È un’ipotesi al momento ancora tutta da verificare. Ma gli scienziati valutano anche la possibilità che Sars Cov2 che provoca la malattia Covid 19 possa seguire un modello stagionale simile ad altri virus respiratori, come l’influenza per esempio. E che, come anticipato all’AdnKronos Salute nei giorni scorsi dal virologo Robert Gallo, il nuovo coronavirus potrebbe essere in grado di circolare con effetti devastanti solo a determinate latitudini: “Le zone di massima diffusione si trovano tutte in una latitudine tra 30° e 50° Nord“, precisa oggi l’esperto.
I ricercatori dell’Istituto di virologia umana dell’Università del Maryland hanno infatti eseguito un’analisi sui dati di modellazione meteorologica nei Paesi in cui il virus ha preso piede e si è più diffuso all’interno della comunità. In un nuovo articolo pubblicato sul sito open access Social Science Research Network (Ssrn) spiegano che tutte le città che manifestano focolai significativi hanno climi invernali molto simili, con una temperatura media da 41 a 52 gradi Fahrenheit (8-11°C), un livello di umidità medio dal 47 al 79% e una ristretta distribuzione est-ovest lungo la stessa latitudine di 30-50°. Ciò include Cina, Corea del Sud, Giappone, Iran, Italia settentrionale, Seattle e California del Nord. E nelle aree in cui il virus si è già diffuso all’interno della comunità, come Wuhan, Tokyo e Milano – hanno anche notato gli studiosi – le temperature non sono mai scese al di sotto del limite di congelamento. A differenza di quanto avvenuto in Russia che registra pochi casi.

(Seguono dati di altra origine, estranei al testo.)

use crate::models::Role;

/// One named, mutually-exclusive panel within the dashboard view. Exactly one
/// section is rendered per request; switching sections is a navigation that
/// also runs the target section's data loader.
#[derive(Debug, Clone, Copy, PartialEq, Eq)]
pub enum Section {
    Home,
    Teachers,
    Students,
    Marks,
    Attendance,
    MyMarks,
    MyAttendance,
}

const TEACHER_MENU: &[Section] = &[
    Section::Home,
    Section::Teachers,
    Section::Students,
    Section::Marks,
    Section::Attendance,
];

const STUDENT_MENU: &[Section] = &[Section::Home, Section::MyMarks, Section::MyAttendance];

impl Section {
    pub fn slug(self) -> &'static str {
        match self {
            Section::Home => "home",
            Section::Teachers => "teachers",
            Section::Students => "students",
            Section::Marks => "marks",
            Section::Attendance => "attendance",
            Section::MyMarks => "my-marks",
            Section::MyAttendance => "my-attendance",
        }
    }

    pub fn from_slug(slug: &str) -> Option<Self> {
        match slug {
            "home" => Some(Section::Home),
            "teachers" => Some(Section::Teachers),
            "students" => Some(Section::Students),
            "marks" => Some(Section::Marks),
            "attendance" => Some(Section::Attendance),
            "my-marks" => Some(Section::MyMarks),
            "my-attendance" => Some(Section::MyAttendance),
            _ => None,
        }
    }

    pub fn title(self) -> &'static str {
        match self {
            Section::Home => "Dashboard",
            Section::Teachers => "Manage Teachers",
            Section::Students => "Manage Students",
            Section::Marks => "Add Marks",
            Section::Attendance => "Add Attendance",
            Section::MyMarks => "My Marks",
            Section::MyAttendance => "My Attendance",
        }
    }

    pub fn menu(role: Role) -> &'static [Section] {
        match role {
            Role::Teacher => TEACHER_MENU,
            Role::Student => STUDENT_MENU,
        }
    }

    pub fn allowed(self, role: Role) -> bool {
        Self::menu(role).contains(&self)
    }

    /// Routes a requested slug to a section the role may see; anything
    /// unknown or disallowed lands on the home section.
    pub fn resolve(requested: Option<&str>, role: Role) -> Self {
        requested
            .and_then(Section::from_slug)
            .filter(|section| section.allowed(role))
            .unwrap_or(Section::Home)
    }
}

#[cfg(test)]
mod tests {
    use super::*;

    #[test]
    fn unknown_slug_falls_back_to_home() {
        assert_eq!(Section::resolve(Some("nope"), Role::Teacher), Section::Home);
        assert_eq!(Section::resolve(None, Role::Student), Section::Home);
    }

    #[test]
    fn sections_are_role_gated() {
        assert_eq!(Section::resolve(Some("teachers"), Role::Teacher), Section::Teachers);
        // A student asking for a management section lands back home.
        assert_eq!(Section::resolve(Some("teachers"), Role::Student), Section::Home);
        assert_eq!(Section::resolve(Some("my-marks"), Role::Student), Section::MyMarks);
        assert_eq!(Section::resolve(Some("my-marks"), Role::Teacher), Section::Home);
    }

    #[test]
    fn slugs_roundtrip_for_every_menu_entry() {
        for role in [Role::Teacher, Role::Student] {
            for section in Section::menu(role) {
                assert_eq!(Section::from_slug(section.slug()), Some(*section));
                assert!(section.allowed(role));
            }
        }
    }
}
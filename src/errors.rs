use axum::http::StatusCode;

#[derive(Debug)]
pub struct AppError {
    pub status: StatusCode,
    pub message: String,
}

impl AppError {
    pub fn internal(err: impl std::error::Error) -> Self {
        Self {
            status: StatusCode::INTERNAL_SERVER_ERROR,
            message: err.to_string(),
        }
    }
}

impl From<std::io::Error> for AppError {
    fn from(err: std::io::Error) -> Self {
        Self::internal(err)
    }
}

impl From<serde_json::Error> for AppError {
    fn from(err: serde_json::Error) -> Self {
        Self::internal(err)
    }
}

impl axum::response::IntoResponse for AppError {
    fn into_response(self) -> axum::response::Response {
        (self.status, self.message).into_response()
    }
}
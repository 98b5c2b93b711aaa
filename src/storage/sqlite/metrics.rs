//! Operation metrics shared by the collection backends.
//!
//! Every store operation reports `storage_operations_total` and
//! `storage_operation_duration_ms`, labelled by backend, operation and
//! outcome. Nothing is exported unless the binary installs a recorder.

use std::time::{Duration, Instant};

/// Outcome label of a store operation.
#[derive(Debug, Clone, Copy, PartialEq, Eq)]
pub enum OperationStatus {
    /// The operation returned `Ok`.
    Success,
    /// The operation returned `Err`.
    Error,
}

impl OperationStatus {
    /// Returns the metric label value.
    #[must_use]
    pub const fn as_str(self) -> &'static str {
        match self {
            Self::Success => "success",
            Self::Error => "error",
        }
    }

    const fn of<T>(result: &crate::Result<T>) -> Self {
        if result.is_ok() {
            Self::Success
        } else {
            Self::Error
        }
    }
}

/// Records one finished operation.
pub fn record_operation_metrics(
    backend: &'static str,
    operation: &'static str,
    status: OperationStatus,
    elapsed: Duration,
) {
    let labels = [
        ("backend", backend),
        ("operation", operation),
        ("status", status.as_str()),
    ];
    metrics::counter!("storage_operations_total", &labels).increment(1);
    metrics::histogram!("storage_operation_duration_ms", &labels)
        .record(elapsed.as_secs_f64() * 1000.0);
}

/// Runs `op` and records its outcome and latency.
///
/// The result of `op` is returned untouched.
pub fn timed<T>(
    backend: &'static str,
    operation: &'static str,
    op: impl FnOnce() -> crate::Result<T>,
) -> crate::Result<T> {
    let started = Instant::now();
    let result = op();
    record_operation_metrics(
        backend,
        operation,
        OperationStatus::of(&result),
        started.elapsed(),
    );
    if let Err(e) = &result {
        tracing::debug!(backend, operation, error = %e, "Store operation failed");
    }
    result
}
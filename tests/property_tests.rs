//! Property-based tests for value formatting and field coercion.
//!
//! Whatever the exporter writes for a typed value must coerce back to the
//! same value when the file is loaded again.

#![allow(clippy::unwrap_used, clippy::expect_used)]

use chrono::{NaiveDate, NaiveDateTime};
use healthcare_loader::io::validation::{coerce_age, coerce_billing_amount, parse_datetime};
use healthcare_loader::{Document, Value};
use proptest::prelude::*;

fn datetime_strategy() -> impl Strategy<Value = NaiveDateTime> {
    (
        1900i32..2100,
        1u32..=12,
        1u32..=28,
        0u32..24,
        0u32..60,
        0u32..60,
        0u32..1000,
    )
        .prop_map(|(y, mo, d, h, mi, s, ms)| {
            NaiveDate::from_ymd_opt(y, mo, d)
                .unwrap()
                .and_hms_milli_opt(h, mi, s, ms)
                .unwrap()
        })
}

fn finite_float() -> impl Strategy<Value = f64> {
    any::<f64>().prop_filter("finite", |f| f.is_finite())
}

proptest! {
    #[test]
    fn prop_int_field_coerces_back(age in any::<i64>()) {
        let field = Value::Int(age).to_csv_field();
        prop_assert_eq!(coerce_age(&field, 1).unwrap(), age);
    }

    #[test]
    fn prop_float_field_coerces_back(amount in finite_float()) {
        let field = Value::Float(amount).to_csv_field();
        prop_assert!(field.contains('.'));
        prop_assert_eq!(coerce_billing_amount(&field, 1).unwrap(), amount);
    }

    #[test]
    fn prop_datetime_field_parses_back(dt in datetime_strategy()) {
        let field = Value::DateTime(dt).to_csv_field();
        prop_assert_eq!(parse_datetime(&field), Some(dt));
    }

    #[test]
    fn prop_midnight_renders_date_only(dt in datetime_strategy()) {
        let midnight = dt.date().and_time(chrono::NaiveTime::MIN);
        let field = Value::DateTime(midnight).to_csv_field();
        prop_assert_eq!(field.len(), 10);
        prop_assert_eq!(parse_datetime(&field), Some(midnight));
    }

    #[test]
    fn prop_json_preserves_value_kind(
        age in any::<i64>(),
        amount in finite_float(),
        dt in datetime_strategy(),
        name in "[A-Za-z ]{1,24}",
    ) {
        for value in [
            Value::Int(age),
            Value::Float(amount),
            Value::DateTime(dt),
            Value::Text(name.clone()),
        ] {
            let json = value.to_json().unwrap();
            prop_assert_eq!(Value::from_json(&json).unwrap(), value);
        }
    }

    #[test]
    fn prop_stored_document_text_keeps_floats(
        amount in finite_float(),
        midrange in 100.0f64..60_000.0,
    ) {
        let document = Document::new()
            .with("Billing Amount", Value::Float(amount))
            .with("Deposit", Value::Float(midrange));
        let text = document.to_json_string().unwrap();
        let restored = Document::from_json_str(&text).unwrap();
        prop_assert_eq!(restored.get("Billing Amount"), Some(&Value::Float(amount)));
        prop_assert_eq!(restored.get("Deposit"), Some(&Value::Float(midrange)));
    }

    #[test]
    fn prop_document_keeps_key_order(keys in prop::collection::hash_set("[a-z]{1,8}", 1..12)) {
        let keys: Vec<String> = keys.into_iter().collect();
        let mut document = Document::new();
        for (i, key) in keys.iter().enumerate() {
            document.insert(key.as_str(), Value::Int(i64::try_from(i).unwrap()));
        }
        let stored: Vec<&str> = document.keys().collect();
        let expected: Vec<&str> = keys.iter().map(String::as_str).collect();
        prop_assert_eq!(stored, expected);
    }
}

“Sulla base di ciò che abbiamo documentato finora, sembra che il virus abbia difficoltà a diffondersi tra le persone in climi tropicali più caldi”, ha dichiarato il primo autore dello studio Mohammad Sajadi, professore associato di Medicina presso l’Institute of Human Virology. “Ciò suggerisce che, una volta che le temperature medie superano i 54 gradi Fahrenheit (12 gradi Celsius), il virus può essere più difficile da trasmettere, ma questa è ancora un’ipotesi che richiede più dati per essere verificata”. Al momento nel continente africano si sono registrati ufficialmente una decina di morti.
Insomma, “attraverso questa vasta ricerca, è stato determinato che la modellistica meteorologica potrebbe potenzialmente aiutare a prevedere la diffusione di Covid-19, evidenziando le regioni che hanno maggiori probabilità di essere a rischio di significativa diffusione della comunità nel prossimo futuro”, commenta Robert Gallo, cofondatore e direttore dell’Istituto di virologia umana presso la School of Medicine dell’Università del Maryland. “Oltre alle variabili climatiche – aggiunge – ci sono più fattori da considerare quando si ha a che fare con una pandemia: la densità della popolazione umana, fattori umani, evoluzione genetica virale e patogenesi. Questo lavoro illustra come la ricerca collaborativa possa contribuire a comprendere, mitigare e prevenire le minacce rappresentate dalle infezioni”. “Questo studio – commenta il decano dell’ateneo di Baltimora Albert Reece – solleva alcune teorie provocatorie che, se corrette, potrebbero essere utili per aiutare le strategie di salute pubblica”.